C. Complications and Counterarguments

Numerous commentators, and even the Restatement (Third), have posited limitations and objections to the full-blooded deployment of restitution for unjust enrichment in the nonmarital cohabitant context.137 Although a full treatment of these various points would necessarily be the subject of a more in-depth discussion, a brief treatment is in order.

1. Gifts. — Restitution is not and should not be available to undo a valid, freely offered gift.138 Gifts are an integral part of a property-based liberal order.139 The law must honor transfers that are truly the product of full donative intent.

But family living arrangements constitute much more than a series of gifts. In the setting of relationships between cohabitants, married or unmarried, the division of labor and responsibilities is not intended as, and does not constitute, a reciprocal gift between the partners. Rather, it is based on household needs and requirements, economic and otherwise.

Even if, under the circumstances of a particular cohabitation arrangement, the provision of certain goods or services were made with the requisite donative intent, further inquiry is necessary. In many instances, a gift is not just a gift. Gifts made in the face of duress, undue influence, or mistake are not honored, for good, autonomy-enhancing reasons.140 Many nonmarital cohabitation living arrangements have all the warning signs of duress and undue influence — from partnerships involving domestic violence to more subtle inequalities of bargaining power.141 Even in the absence of duress, there may be mistake — many cohabiting partners mistakenly believe that they are in common law marriages.142 Finally, as the Restatement (Third) notes, gifts from unmarried cohabitants “may be made in the expectation that the donor will share . . . in the resulting benefits.”143 In other words, they are conditional gifts, conditioned on sharing in the future fruits of the relationship.

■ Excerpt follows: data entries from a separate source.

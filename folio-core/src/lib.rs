//! Folio core library: content types, document store, config, validation.
//!
//! - [`types`]: newtypes and content records
//! - [`content`]: typed records ⇄ stored documents, read-side coercions
//! - [`store`]: [`DocumentStore`] plus file and in-memory implementations
//! - [`seed`]: default content for empty collections
//! - [`validate`]: form-layer checks
//! - [`config`]: `~/.folio/config.yaml`
//! - [`error`]: [`StoreError`], [`ConfigError`], [`ValidationError`]

pub mod config;
pub mod content;
pub mod error;
pub mod seed;
pub mod store;
pub mod types;
pub mod validate;

pub use config::{FolioConfig, SeedPolicy};
pub use content::{Content, Singleton};
pub use error::{ConfigError, FieldIssue, StoreError, ValidationError};
pub use store::{DocumentStore, FileStore, MemoryStore};
pub use types::{
    ContentKind, DocPath, DocumentId, Feature, HomePageContent, HomePagePatch, MediaKind,
    PortfolioItem, PricingPlan, Service, Stored, WhyChooseUsContent, WhyChooseUsFeature,
    WhyChooseUsPatch,
};
//! Built-in default content written into an empty store.

use crate::types::{
    Feature, HomePageContent, MediaKind, PortfolioItem, PricingPlan, Service,
    WhyChooseUsContent, WhyChooseUsFeature,
};

/// Placeholder used for portfolio and service media.
pub const PLACEHOLDER_MEDIA: &str = "https://placehold.co/600x400.png";
/// Placeholder used for the home page hero.
pub const PLACEHOLDER_HERO: &str = "https://placehold.co/800x600.png";

pub fn portfolio() -> Vec<PortfolioItem> {
    [("E-commerce Platform", "Web App"), ("Corporate Landing Page", "Website")]
        .into_iter()
        .map(|(title, category)| PortfolioItem {
            title: title.to_string(),
            category: category.to_string(),
            media_kind: MediaKind::Image,
            media_url: Some(PLACEHOLDER_MEDIA.to_string()),
            link: Some("https://example.com".to_string()),
        })
        .collect()
}

pub fn pricing() -> Vec<PricingPlan> {
    vec![
        PricingPlan {
            title: "Basic".to_string(),
            price: "₹4999".to_string(),
            description: "Perfect for personal sites or small businesses.".to_string(),
            is_featured: false,
            features: vec![Feature::from("Up to 5 Pages"), Feature::from("Responsive Design")],
        },
        PricingPlan {
            title: "Business Pro".to_string(),
            price: "₹9999".to_string(),
            description: "Ideal for growing businesses and professionals.".to_string(),
            is_featured: true,
            features: vec![Feature::from("Up to 10 Pages"), Feature::from("Blog Integration")],
        },
    ]
}

pub fn services() -> Vec<Service> {
    vec![Service {
        icon: "Briefcase".to_string(),
        title: "Business Websites".to_string(),
        price: "Starting at ₹4999".to_string(),
        description: "A professional online presence is crucial. We build beautiful, fast, \
                      and secure websites that represent your brand and attract customers."
            .to_string(),
        image: PLACEHOLDER_MEDIA.to_string(),
        features: vec![Feature::from("Custom Design"), Feature::from("Mobile-Friendly")],
    }]
}

pub fn home() -> HomePageContent {
    HomePageContent {
        hero_image: PLACEHOLDER_HERO.to_string(),
    }
}

pub fn why_choose_us() -> WhyChooseUsContent {
    let feature = |icon: &str, title: &str, description: &str| WhyChooseUsFeature {
        icon: icon.to_string(),
        title: title.to_string(),
        description: description.to_string(),
    };
    WhyChooseUsContent {
        title: "Why Choose Us?".to_string(),
        subtitle: "We combine craft and speed to ship websites that grow your business."
            .to_string(),
        image: Some(PLACEHOLDER_MEDIA.to_string()),
        features: vec![
            feature("Zap", "Fast Delivery", "Most sites go live within two weeks."),
            feature("ShieldCheck", "Secure by Default", "HTTPS, backups and updates included."),
            feature("Headphones", "Dedicated Support", "A real person answers every request."),
        ],
    }
}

It seems reasonable to infer that transfers of resources between unmarried cohabitants are generally not gifts. Yet courts tend to take a different, indeed opposite, view. They often presume that exchanges between unmarried cohabitants are gifts.144 In fact, that presumption can be conclusive.145 In this way, misconceptions about gift-giving in the context of unmarried cohabitants, coupled with a rigid approach to restitutionary claims, leads to an antimajoritarian presumption that is sometimes nonrebuttable. And, of course, the predictable effect of all this is disproportionate harm to women.146

2. Availability of Contract Alternative. — In commercial and other nonmarital contexts, restitution is normally unavailable if the parties had an opportunity to negotiate and enter into a contract for payment.147 The question arises, therefore: Why shouldn’t the same prerequisite apply in the nonmarital cohabitant context? As noted above, however, family relationships are not bargained-for exchanges. Even in the context of formal marriages, only a small minority of parties choose to enter into prenuptial agreements.148

To interpose a requirement of bargaining as the sine qua non for granting restitution exalts formalism and wrongly shoehorns commercial requirements into an utterly dissimilar setting. Contracts present an imperfect (or at least incomplete) framework for determining the rights of former unmarried cohabitants; the availability of contract law should not and need not thwart the use of restitution in this setting.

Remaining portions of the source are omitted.